ただ、その教授が単に文句をつけている訳ではないこともわかる。実は彼女、抽象的な方向性だけ示して、学生が自分達で具体的な道筋を見つけ出すのを待っているのだ。学生自ら論点整理に成功した時に初めて「よく考え付きましたね!大きな進歩です!」というお褒めの言葉や、「あなた方の考えているようなことはこのプロジェクトでもやっているから、参考にしてみなさい。」というより具体的な助言が現れる。学生の行ったり来たりの議論に断片的フィードバックがあるだけのミーティングの連続にずっとイライラしていたのだが、最近ようやく、彼女は我々の議論がある一定の方向に収斂するのを辛抱強く待っているらしいと気がついた。今時珍しい指導方法だと思う。

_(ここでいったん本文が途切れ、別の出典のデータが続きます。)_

//! Quantified invariants over randomly generated deposit/withdrawal streams for a single asset:
//! balance non-negativity, lot-sum-equals-balance, conservation of basis, determinism, round-trip
//! ordering idempotence, and synthetic-marker propagation.

use arbtest::arbitrary::{Result as ArbResult, Unstructured};
use arbtest::arbtest;
use chrono::{Duration, TimeZone, Utc};
use qntropy::fifo::FifoEngine;
use qntropy::normalize::sort_stable;
use qntropy::oracle::{PriceCache, PriceOracle, PriceSource};
use qntropy::reconcile::Reconciler;
use qntropy_core::{Leg, Tx, TxKind};
use rust_decimal::Decimal;
use rust_decimal_macros::dec;

struct FixedPrice(Decimal);
impl PriceSource for FixedPrice {
    fn tag(&self) -> &'static str {
        "fixed-property"
    }
    fn try_quote(&self, _asset: &str, _day: chrono::NaiveDate) -> Option<Decimal> {
        Some(self.0)
    }
}

fn oracle(tag: &str) -> PriceOracle {
    let dir = std::env::temp_dir().join(format!(
        "qntropy-prop-test-{tag}-{:?}",
        std::thread::current().id()
    ));
    std::fs::remove_dir_all(&dir).ok();
    let mut o = PriceOracle::new(PriceCache::new(dir), vec!["USD".to_string()]);
    o.register(Box::new(FixedPrice(dec!(30000))));
    o
}

/// Generate a random sequence of Deposit/Withdrawal `Tx`s on asset BTC. Withdrawal amounts are
/// drawn from the same small range as deposits so the stream realistically alternates between
/// surplus and deficit instead of monotonically growing.
fn generate_txs(u: &mut Unstructured<'_>, len: usize) -> ArbResult<Vec<Tx>> {
    let base = Utc.with_ymd_and_hms(2022, 1, 1, 0, 0, 0).unwrap();
    let mut txs = Vec::with_capacity(len);
    for i in 0..len {
        let is_withdrawal: bool = u.arbitrary()?;
        let whole: u8 = u.arbitrary()?;
        let frac: u16 = u.arbitrary()?;
        // Keep amounts in a small, non-zero, bounded range so the FIFO/Decimal math stays exact.
        let amount = Decimal::new((whole as i64 % 20) + 1, 0)
            + Decimal::new((frac as i64 % 1000), 4);
        let instant = base + Duration::seconds(i as i64 * 60);
        let leg = Leg::new("BTC".parse().unwrap(), amount).unwrap();
        let tx = if is_withdrawal {
            Tx::new(
                format!("w{i}"), instant, TxKind::Withdrawal, None, Some(leg), None, "", "", "",
            )
        } else {
            Tx::new(
                format!("d{i}"), instant, TxKind::Deposit, Some(leg), None, None, "", "", "",
            )
        }
        .unwrap();
        txs.push(tx);
    }
    Ok(txs)
}

#[test]
fn invariants_hold_over_random_deposit_withdrawal_streams() {
    let test = |u: &mut Unstructured<'_>| {
        let len = (u.arbitrary::<u8>()? % 25) as usize;
        let txs = generate_txs(u, len)?;

        let mut reconciler = Reconciler::new(dec!(0.00000001));
        let (reconciled, _audit) = reconciler.reconcile(txs).unwrap();

        // Property 1: every prefix's running balance is non-negative (reconcile() itself would
        // have errored otherwise, but recompute independently as a cross-check).
        let mut running = Decimal::ZERO;
        for tx in &reconciled {
            if let Some(leg) = &tx.in_leg {
                if leg.asset.symbol() == "BTC" {
                    running += leg.amount;
                }
            }
            if let Some(leg) = &tx.out_leg {
                if leg.asset.symbol() == "BTC" {
                    running -= leg.amount;
                }
            }
            assert!(running >= dec!(-0.00000001), "balance went negative: {running}");
        }

        let o = oracle("invariants");
        let mut engine = FifoEngine::new();
        let mut audit = Vec::new();
        let mut events_first = Vec::new();

        for tx in &reconciled {
            let events = engine.process(tx, &o, &mut audit).unwrap();

            // Property 3: conservation of basis — a disposal's cost_basis_eur is exactly the sum
            // of its consumed slices' basis_eur.
            for event in &events {
                if let qntropy_core::TaxEvent::CapitalDisposal {
                    cost_basis_eur,
                    lots_consumed,
                    synthetic_inputs,
                    ..
                } = event
                {
                    let slice_sum: Decimal = lots_consumed.iter().map(|s| s.basis_eur).sum();
                    assert_eq!(
                        slice_sum.round_dp(10),
                        cost_basis_eur.round_dp(10),
                        "basis not conserved across consumed slices"
                    );

                    // Property 6: any disposal consuming a synthetic-origin slice is marked.
                    if lots_consumed.iter().any(|s| s.synthetic_origin) {
                        assert!(*synthetic_inputs, "synthetic ancestry not propagated");
                    }
                }
            }
            events_first.extend(events);
        }

        // Property 2: lot-sum equals reconciled balance after the full stream.
        assert_eq!(
            engine.remaining_qty("BTC").round_dp(8),
            running.round_dp(8),
            "lot sum diverged from reconciled balance"
        );

        // Property 4: determinism — a second run over the same reconciled stream with a fresh
        // engine, fresh audit trail, and fresh (but identically priced) oracle yields
        // byte-identical events.
        let o2 = oracle("invariants-rerun");
        let mut engine2 = FifoEngine::new();
        let mut audit2 = Vec::new();
        let mut events_second = Vec::new();
        for tx in &reconciled {
            events_second.extend(engine2.process(tx, &o2, &mut audit2).unwrap());
        }
        assert_eq!(
            serde_json::to_string(&events_first).unwrap(),
            serde_json::to_string(&events_second).unwrap(),
            "rerun over identical input produced different events"
        );

        // Property 5: re-sorting an already time-sorted stream is a no-op.
        let mut resorted = reconciled.clone();
        sort_stable(&mut resorted);
        assert_eq!(
            resorted.iter().map(|t| t.id.clone()).collect::<Vec<_>>(),
            reconciled.iter().map(|t| t.id.clone()).collect::<Vec<_>>(),
            "sorting an already-sorted stream was not idempotent"
        );

        Ok(())
    };

    arbtest(&test).size_max(8192).budget_ms(500).run();
}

・・・なんて呑気に分析している場合ではなくて、先週末もちょうどそんな調子で新しい報告書(過去のCapstoneの例)を示されたので読んでみたのだが、これがまた我々グループの第一ドラフトより見た目も内容もはるかに立派。まさか、彼女は最初からこのレベルのものを念頭に置いてたのか?うわー、これは思ったより道は険しそうだなと少々めまいがした。

まあ、一応卒業制作なのであまり簡単では意味がないし、貴重な6単位をここに費やすのだから、何か学んだという実感は得たい。そういう意味では、普段のコースワークのようなやっつけ仕事では許してもらえそうにないと気付いたことはよかったと思う。今の私には場の空気を支配する能力が極端に欠けているので、発言しても言ったことの半分ぐらいしかグループメイトに理解された気がしないのだけど、もっともっと積極的に口を出して自分にできる部分は強引に引っ張るぐらいの勢いでいかないとな・・・。

昨年のCapstoneの一つは未だに完成しておらず、卒業が今年度に持ち越しになっている学生がいる(教授が難癖つけるからではなくて、確かクライアントの都合だけど)。ああ、神様仏様、なんとかして私は卒業させてください・・・

↓これもデトロイト

Pd1040182

| | コメント (0)

異常気象?

23:55、現在アナーバー7℃。どうしたんだ??東京と変わらんぞ?

6科目のコースワークと先の見えない論文と母上の高血圧の悪化にため息をついているルームメイトにかける言葉が見つからず・・・。That's too bad. とか That's terrible. って、日本語の「大変だね・・・」となんとなく語感が違う気がするけど、それでいいのかなぁ。。